Les principes et motifs
[modifier | modifier le code]Dans l'exposition des principes et motifs du plan de constitution dont il fait la lecture devant la Convention nationale, Cordorcet débute, en vrai mathématicien, par une description du « problème à résoudre » :
« Donner à un territoire de vingt-sept mille lieues carrées, habité par vingt-cinq millions d'individus, une constitution qui, fondée uniquement sur les principes de la raison et de la justice, assure aux citoyens la plus entière jouissance de leurs droits ; combiner les parties de cette constitution, de manière que la nécessité de l'obéissance aux lois, de la soumission des volontés individuelles à la volonté générale, laisse subsister dans toute leur étendue, et la souveraineté du peuple, et l'égalité entre les citoyens, et l'exercice de la liberté naturelle, tel est le problème que nous avions à résoudre [2]. »
Sont ensuite exposés, dans l'ordre[3] :
- les justifications philosophiques de l'abolition de la monarchie ;
- les motifs de préférer l'unité et l'indivisibilité de la république à l'instauration d'un ordre confédéral ou fédéral ;
- une argumentation en faveur d'une constitution qui permet aux représentants élus de ne concevoir de lois que celles soumises 1) aux limites de la loi constitutionnelle qu'ils ne peuvent changer ; 2) à la censure du peuple, qui demeure le seul dépositaire de la souveraineté ;
- les assemblées primaires : leurs fonctions (élections, réclamations, censure des lois, approuver/rejeter la convocation d'une convention nationale, ou un projet de constitution, ou une proposition issue du corps législatif), leur relation avec l'assemblée de représentation nationale ;
- les raisons de préférer, pour la délégation des pouvoirs du peuple, un principe d'action unique à de multiples principes d'actions indépendants tenus en équilibre par leur concurrence ;
- les raisons de préférer une forme constitutionnelle unicamérale, les moyens de se prémunir contre les dangers de lois adoptées précipitamment ;
- les raisons de préférer un conseil exécutif peu nombreux à un seul individu ; la composition, le renouvellement et le fonctionnement du conseil ; sa subordination au pouvoir législatif qui cependant ne peut en destituer les membres ;
- l'indépendance du trésor public vis-à-vis le conseil exécutif ; les jurés des comptes ;
- la division administrative du territoire en grandes communes ;
- l'administration des départements ; la subordination des administrateurs au conseil exécutif ; leur surveillance par le corps législatif ;
- l'administration de la justice ; le jugement par jurés en matière civile, seulement après l'échec d'un arbitrage ;
- l'institution d'un jury national pour juger les fonctionnaires dans les cas de délits contre la liberté du peuple ou la sûreté de l'État ;
- la révision des jugements, leur possible cassation attribuée à des censeurs ;
- l'abolition de la peine de mort pour les délits particuliers ;
- les mêmes droits politiques à tous les hommes de 21 ans, nés en France ou établis en France depuis un an ; justifications philosophiques ; éligibilités aux places pour tous les citoyens de 25 ans et plus ;
- le mode électoral inspiré des travaux académiques sur « les probabilités des décisions rendues à la pluralité des voix » effectués par Condorcet lui-même[4]; élections à deux scrutins, préférentiels, à date fixe, le premier pour former une liste de présentation des candidats qui sont par la suite élus définitivement au moyen du deuxième ;
- les relations extérieures et la guerre ;
- le renouvellement de la constitution via une convention nationale indépendante du corps législatif ;
- conclusion philosophique sur les objectifs de la constitution ; résumé des principes et motifs des auteurs ;
La déclaration des droits
[modifier | modifier le code]Le premier article déclare les droits naturels, civils et politiques des hommes qui sont la liberté, l'égalité, la sûreté, la propriété, la garantie sociale, et la résistance à l'oppression.

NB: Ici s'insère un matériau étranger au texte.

//! End-to-end editing sessions against real stores.

use std::sync::Arc;

use twig_crypto::{Keyring, SigningKey};
use twig_refs::{FsRefStore, InMemoryRefStore, RefStore};
use twig_store::{
    Blob, FsObjectStore, InMemoryObjectStore, Object, ObjectStore, SignatureStatus, StoreError,
};
use twig_tree::{
    CommitConfig, CommitOptions, SessionState, TreeError, TreeRead, TreeReader, TreeWriter,
};
use twig_types::{IdentityKind, ObjectId, Timestamp};

const MAIN: &str = "refs/heads/main";

struct Repo {
    objects: Arc<InMemoryObjectStore>,
    refs: Arc<InMemoryRefStore>,
}

impl Repo {
    fn new() -> Self {
        Self {
            objects: Arc::new(InMemoryObjectStore::new()),
            refs: Arc::new(InMemoryRefStore::new()),
        }
    }

    fn writer(&self, ref_name: &str) -> TreeWriter {
        TreeWriter::open(self.objects.clone(), self.refs.clone(), ref_name).unwrap()
    }

    fn commit_of(&self, id: &ObjectId) -> twig_store::Commit {
        match self.objects.load(id).unwrap() {
            Object::Commit(commit) => commit,
            other => panic!("expected commit, got {:?}", other.kind()),
        }
    }
}

fn opts(message: &str) -> CommitOptions {
    CommitOptions::new(message)
        .with_committer("Ada <ada@example.com>")
        .with_commit_time(Timestamp::utc(1_700_000_000))
}

// ---------------------------------------------------------------------------
// Reads after writes
// ---------------------------------------------------------------------------

#[test]
fn set_data_then_get_returns_content() {
    let repo = Repo::new();
    let mut w = repo.writer(MAIN);
    let id = w.set_data("docs/guide/intro.md", b"# Intro".to_vec(), None).unwrap();

    let object = w.get("/docs/guide/intro.md").unwrap();
    assert_eq!(object.as_blob().unwrap().data, b"# Intro");
    assert_eq!(w.lookup("docs/guide/intro.md").unwrap().1, id);
    assert_eq!(w.list_children("docs").unwrap(), vec!["guide"]);
}

#[test]
fn untouched_subtrees_keep_their_ids() {
    let repo = Repo::new();
    let mut w = repo.writer(MAIN);
    w.set_data("a/b/x", b"x1".to_vec(), None).unwrap();
    w.set_data("a/c/y", b"y".to_vec(), None).unwrap();
    w.commit(&opts("seed")).unwrap();

    let c_before = w.lookup("a/c").unwrap().1;
    let b_before = w.lookup("a/b").unwrap().1;
    let a_before = w.lookup("a").unwrap().1;

    w.set_data("a/b/x", b"x2".to_vec(), None).unwrap();
    assert_eq!(w.lookup("a/c").unwrap().1, c_before);
    assert_ne!(w.lookup("a/b").unwrap().1, b_before);
    assert_ne!(w.lookup("a").unwrap().1, a_before);
}

#[test]
fn root_id_tracks_content() {
    let repo = Repo::new();
    let mut w = repo.writer(MAIN);
    w.set_data("f", b"1".to_vec(), None).unwrap();
    let with_f = w.root_id().unwrap();
    w.set_data("g", b"2".to_vec(), None).unwrap();
    w.remove("g").unwrap();
    assert_eq!(w.root_id().unwrap(), with_f);
    assert_eq!(w.root_id().unwrap(), w.root().id().unwrap());
}

// ---------------------------------------------------------------------------
// Reference counting
// ---------------------------------------------------------------------------

#[test]
fn shared_blob_survives_deleting_one_path() {
    let repo = Repo::new();
    let mut w = repo.writer(MAIN);
    let blob = w.set_data("one/copy", b"shared".to_vec(), None).unwrap();
    w.set_data("two/copy", b"shared".to_vec(), None).unwrap();
    w.remove("one/copy").unwrap();

    assert_eq!(w.get("two/copy").unwrap().as_blob().unwrap().data, b"shared");
    w.commit(&opts("keep one copy")).unwrap();
    assert!(repo.objects.exists(&blob).unwrap());
    assert!(w.exists("two/copy").unwrap());
}

#[test]
fn flush_twice_is_harmless() {
    let repo = Repo::new();
    let mut w = repo.writer(MAIN);
    let blob = w.set_data("f", b"data".to_vec(), None).unwrap();

    let first = w.flush_staged().unwrap();
    let second = w.flush_staged().unwrap();
    assert_eq!(first, second);
    assert_eq!(repo.objects.len(), 2);
    assert!(repo.objects.exists(&blob).unwrap());
    assert_eq!(w.staging().len(), 2);
}

// ---------------------------------------------------------------------------
// Deletion and pruning
// ---------------------------------------------------------------------------

#[test]
fn remove_then_exists_is_false() {
    let repo = Repo::new();
    let mut w = repo.writer(MAIN);
    w.set_data("dir/file", b"x".to_vec(), None).unwrap();
    w.remove("dir/file").unwrap();
    assert!(!w.exists("dir/file").unwrap());

    let err = w.remove("dir/file").unwrap_err();
    assert!(matches!(err, TreeError::NotFound(_)));
}

#[test]
fn deleting_sole_entry_keeps_empty_tree_until_pruned() {
    let repo = Repo::new();
    let mut w = repo.writer(MAIN);
    w.set_data("a/b/only", b"x".to_vec(), None).unwrap();
    w.remove("a/b/only").unwrap();

    assert!(w.exists("a/b").unwrap());
    assert!(w.list_children("a/b").unwrap().is_empty());

    assert_eq!(w.prune_empty_trees().unwrap(), 2);
    assert!(!w.exists("a").unwrap());
    assert!(w.root().is_empty());
}

#[test]
fn failed_set_leaves_session_untouched() {
    let repo = Repo::new();
    let mut w = repo.writer(MAIN);
    w.set_data("file", b"x".to_vec(), None).unwrap();
    let root = w.root_id().unwrap();
    let staged = w.staging().ids();

    assert!(matches!(
        w.set_data("file/nested", b"y".to_vec(), None).unwrap_err(),
        TreeError::NotATree(_)
    ));
    assert!(matches!(
        w.remove("missing/deep").unwrap_err(),
        TreeError::NotFound(_)
    ));
    assert!(matches!(
        w.set_data("bad//path", b"y".to_vec(), None).unwrap_err(),
        TreeError::InvalidPath(_)
    ));

    assert_eq!(w.root_id().unwrap(), root);
    assert_eq!(w.staging().ids(), staged);
}

// ---------------------------------------------------------------------------
// Commit and compare-and-swap
// ---------------------------------------------------------------------------

#[test]
fn first_commit_has_no_parents() {
    let repo = Repo::new();
    let mut w = repo.writer(MAIN);
    assert_eq!(w.head(), None);
    w.set_data("f", b"x".to_vec(), None).unwrap();
    let id = w.commit(&opts("initial")).unwrap();

    assert_eq!(repo.refs.resolve(MAIN).unwrap(), Some(id));
    let commit = repo.commit_of(&id);
    assert!(commit.parents.is_empty());
    assert_eq!(commit.committer.to_string(), "Ada <ada@example.com>");
    assert_eq!(commit.author, commit.committer);
    assert_eq!(commit.author_time, commit.commit_time);
    assert_eq!(commit.encoding, "UTF-8");

    let log = repo.refs.reflog(MAIN).unwrap();
    assert_eq!(log.len(), 1);
    assert_eq!(log[0].old, None);
    assert_eq!(log[0].message, "commit (initial): initial");
}

#[test]
fn second_commit_chains_to_first() {
    let repo = Repo::new();
    let mut w = repo.writer(MAIN);
    w.set_data("f", b"1".to_vec(), None).unwrap();
    let first = w.commit(&opts("one")).unwrap();
    w.set_data("f", b"2".to_vec(), None).unwrap();
    let second = w.commit(&opts("two\n\ndetails")).unwrap();

    assert_eq!(repo.commit_of(&second).parents, vec![first]);
    let log = repo.refs.reflog(MAIN).unwrap();
    assert_eq!(log.len(), 2);
    assert_eq!(log[1].old, Some(first));
    assert_eq!(log[1].new, second);
    assert_eq!(log[1].message, "commit: two");
}

#[test]
fn racing_sessions_on_unborn_ref_conflict() {
    let repo = Repo::new();
    let mut first = repo.writer(MAIN);
    let mut second = repo.writer(MAIN);

    first.set_data("winner", b"1".to_vec(), None).unwrap();
    second.set_data("loser", b"2".to_vec(), None).unwrap();
    let won = first.commit(&opts("first")).unwrap();

    let err = second.commit(&opts("second")).unwrap_err();
    assert!(matches!(&err, TreeError::CommitConflict { ref_name } if ref_name == MAIN));
    assert_eq!(second.state(), SessionState::Conflicted);
    assert_eq!(repo.refs.resolve(MAIN).unwrap(), Some(won));
    assert_eq!(repo.refs.reflog(MAIN).unwrap().len(), 1);

    // The losing session keeps its edits and can carry on.
    assert!(second.exists("loser").unwrap());
    second.set_data("more", b"3".to_vec(), None).unwrap();
    assert_eq!(second.state(), SessionState::Dirty);

    second.reset().unwrap();
    assert_eq!(second.head(), Some(won));
    assert!(second.exists("winner").unwrap());
    second.set_data("loser", b"2".to_vec(), None).unwrap();
    let retried = second.commit(&opts("second, rebased")).unwrap();
    assert_eq!(repo.commit_of(&retried).parents, vec![won]);
}

#[test]
fn stale_head_conflicts_on_existing_ref() {
    let repo = Repo::new();
    let mut seed = repo.writer(MAIN);
    seed.set_data("f", b"0".to_vec(), None).unwrap();
    seed.commit(&opts("seed")).unwrap();

    let mut a = repo.writer(MAIN);
    let mut b = repo.writer(MAIN);
    a.set_data("f", b"a".to_vec(), None).unwrap();
    b.set_data("f", b"b".to_vec(), None).unwrap();
    let a_id = a.commit(&opts("a")).unwrap();
    assert!(matches!(
        b.commit(&opts("b")).unwrap_err(),
        TreeError::CommitConflict { .. }
    ));
    assert_eq!(repo.refs.resolve(MAIN).unwrap(), Some(a_id));
}

#[test]
fn invalid_identity_changes_nothing() {
    let repo = Repo::new();
    let mut w = repo.writer(MAIN);
    w.set_data("f", b"x".to_vec(), None).unwrap();
    let staged = w.staging().ids();
    let objects_before = repo.objects.len();

    let bad = CommitOptions::new("m").with_author("Broken <a@b");
    assert!(matches!(
        w.commit(&bad).unwrap_err(),
        TreeError::InvalidIdentity(IdentityKind::Author, _)
    ));
    assert_eq!(w.state(), SessionState::Dirty);
    assert_eq!(w.staging().ids(), staged);
    assert_eq!(repo.objects.len(), objects_before);
    assert_eq!(repo.refs.resolve(MAIN).unwrap(), None);
}

#[test]
fn identities_fall_back_to_config() {
    let repo = Repo::new();
    let config = CommitConfig::from_toml_str(
        "[user]\nname = \"Config User\"\nemail = \"config@example.com\"",
    )
    .unwrap();
    let mut w = repo.writer(MAIN).with_identity_source(Arc::new(config));
    w.set_data("f", b"x".to_vec(), None).unwrap();
    let id = w.commit(&CommitOptions::new("m")).unwrap();

    let commit = repo.commit_of(&id);
    assert_eq!(commit.author.to_string(), "Config User <config@example.com>");
    assert_eq!(commit.committer.to_string(), "Config User <config@example.com>");
}

#[test]
fn signed_commit_verifies_against_signer_key() {
    let repo = Repo::new();
    let key = SigningKey::from_bytes([42; 32]);
    let expected = key.verifying_key();
    let mut keyring = Keyring::new();
    keyring.insert("release", key);

    let mut w = repo.writer(MAIN).with_signer(Arc::new(keyring));
    w.set_data("f", b"x".to_vec(), None).unwrap();
    let id = w
        .commit(&opts("signed").with_signing_key("release"))
        .unwrap();

    let commit = repo.commit_of(&id);
    let signature = commit.signature.as_ref().unwrap();
    assert_eq!(signature.public_key, expected);
    assert_eq!(signature.key_id.as_deref(), Some("release"));
    assert_eq!(commit.verify_signature().unwrap(), SignatureStatus::Valid);
    assert!(expected
        .verify(&commit.signing_payload().unwrap(), &signature.signature)
        .is_ok());
}

#[test]
fn commit_through_symbolic_head_advances_branch() {
    let repo = Repo::new();
    repo.refs.set_symbolic("HEAD", MAIN).unwrap();
    let mut w = repo.writer("HEAD");
    w.set_data("f", b"x".to_vec(), None).unwrap();
    let id = w.commit(&opts("via HEAD")).unwrap();

    assert_eq!(repo.refs.resolve(MAIN).unwrap(), Some(id));
    assert!(repo.refs.read_ref("HEAD").unwrap().unwrap().is_symbolic());
    let reader = TreeReader::open(repo.objects.clone(), repo.refs.clone(), "main").unwrap();
    assert!(reader.exists("f").unwrap());
}

#[test]
fn reader_sees_commit_after_reset() {
    let repo = Repo::new();
    let mut w = repo.writer(MAIN);
    w.set_data("v", b"1".to_vec(), None).unwrap();
    w.commit(&opts("one")).unwrap();

    let mut reader = TreeReader::open(repo.objects.clone(), repo.refs.clone(), "main").unwrap();
    w.set_data("v", b"2".to_vec(), None).unwrap();
    w.commit(&opts("two")).unwrap();

    assert_eq!(reader.get("v").unwrap().as_blob().unwrap().data, b"1");
    reader.reset().unwrap();
    assert_eq!(reader.get("v").unwrap().as_blob().unwrap().data, b"2");
}

// ---------------------------------------------------------------------------
// Filesystem stores
// ---------------------------------------------------------------------------

#[test]
fn filesystem_repository_survives_reopen() {
    let dir = tempfile::tempdir().unwrap();
    let open = || -> TreeWriter {
        let objects = Arc::new(FsObjectStore::open(dir.path()).unwrap());
        let refs = Arc::new(FsRefStore::open(dir.path()).unwrap());
        refs.set_symbolic("HEAD", MAIN).unwrap();
        TreeWriter::open(objects, refs, "HEAD").unwrap()
    };

    let first = {
        let mut w = open();
        w.set_data("src/lib.rs", b"pub fn f() {}".to_vec(), None).unwrap();
        w.commit(&opts("add lib")).unwrap()
    };

    let mut w = open();
    assert_eq!(w.head(), Some(first));
    assert_eq!(
        w.get("src/lib.rs").unwrap().as_blob().unwrap().data,
        b"pub fn f() {}"
    );
    w.remove("src/lib.rs").unwrap();
    let second = w.commit(&opts("remove lib")).unwrap();

    let refs = FsRefStore::open(dir.path()).unwrap();
    let log = refs.reflog(MAIN).unwrap();
    assert_eq!(log.len(), 2);
    assert_eq!(log[1].old, Some(first));
    assert_eq!(log[1].new, second);
}

#[test]
fn filesystem_corruption_is_detected() {
    let dir = tempfile::tempdir().unwrap();
    let objects = Arc::new(FsObjectStore::open(dir.path()).unwrap());
    let refs = Arc::new(FsRefStore::open(dir.path()).unwrap());
    let mut w = TreeWriter::open(objects.clone(), refs.clone(), MAIN).unwrap();
    let genuine = w.set_data("f", b"genuine".to_vec(), None).unwrap();
    w.commit(&opts("c")).unwrap();

    // Replace the blob's file with another well-formed object.
    let other = objects
        .write(&Blob::new(b"forged".to_vec()).to_stored_object())
        .unwrap();
    let file = |id: &ObjectId| {
        let hex = id.to_hex();
        dir.path().join("objects").join(&hex[..2]).join(&hex[2..])
    };
    std::fs::copy(file(&other), file(&genuine)).unwrap();

    let reader = TreeReader::open(objects, refs, "main").unwrap();
    assert!(matches!(
        reader.get("f").unwrap_err(),
        TreeError::Store(StoreError::HashMismatch { .. })
    ));
}

#[test]
fn unwritable_reflog_fails_commit_without_moving_ref() {
    let dir = tempfile::tempdir().unwrap();
    let objects = Arc::new(FsObjectStore::open(dir.path()).unwrap());
    let refs = Arc::new(FsRefStore::open(dir.path()).unwrap());
    let mut w = TreeWriter::open(objects, refs.clone(), MAIN).unwrap();
    w.set_data("f", b"x".to_vec(), None).unwrap();
    let staged = w.staging().ids();

    std::fs::write(dir.path().join("logs"), "").unwrap();
    assert!(matches!(w.commit(&opts("c")).unwrap_err(), TreeError::Ref(_)));
    assert_eq!(refs.resolve(MAIN).unwrap(), None);
    assert_eq!(w.head(), None);
    assert_eq!(w.state(), SessionState::Dirty);
    assert_eq!(w.staging().ids(), staged);

    std::fs::remove_file(dir.path().join("logs")).unwrap();
    let id = w.commit(&opts("c")).unwrap();
    assert_eq!(refs.resolve(MAIN).unwrap(), Some(id));
    assert_eq!(refs.reflog(MAIN).unwrap().len(), 1);
}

Les articles 2 à 9 traitent de la liberté et de l'égalité, apporte une définition à ces deux mots.
Les articles 10 à 22 traitent de la sûreté et de la propriété.
L'article 23 déclare un droit à l'instruction élémentaire.
L'article 24 traite des secours publics.
Les articles 25 à 30 traitent de la garantie sociale.
Les articles 31 et 32 traitent de la résistance à l'oppression.
L'article 33, le dernier, déclare le droit du peuple de revoir, de réformer et de changer sa constitution.
La constitution
[modifier | modifier le code]Le territoire
[modifier | modifier le code]Le territoire de la République française conserve les 85 départements déjà existants. Les départements sont divisés en grandes communes, elles-mêmes subdivisées en sections municipales et assemblées primaires.
La citoyenneté
[modifier | modifier le code]La qualité de citoyen est attribuée aux hommes de 21 ans et plus, au bout d'une année ininterrompue de résidence sur le sol français par suite de leur inscription au tableau civique d'une Assemblée primaire. Toutes les fonctions publiques sont ouvertes aux citoyens de 25 ans et plus.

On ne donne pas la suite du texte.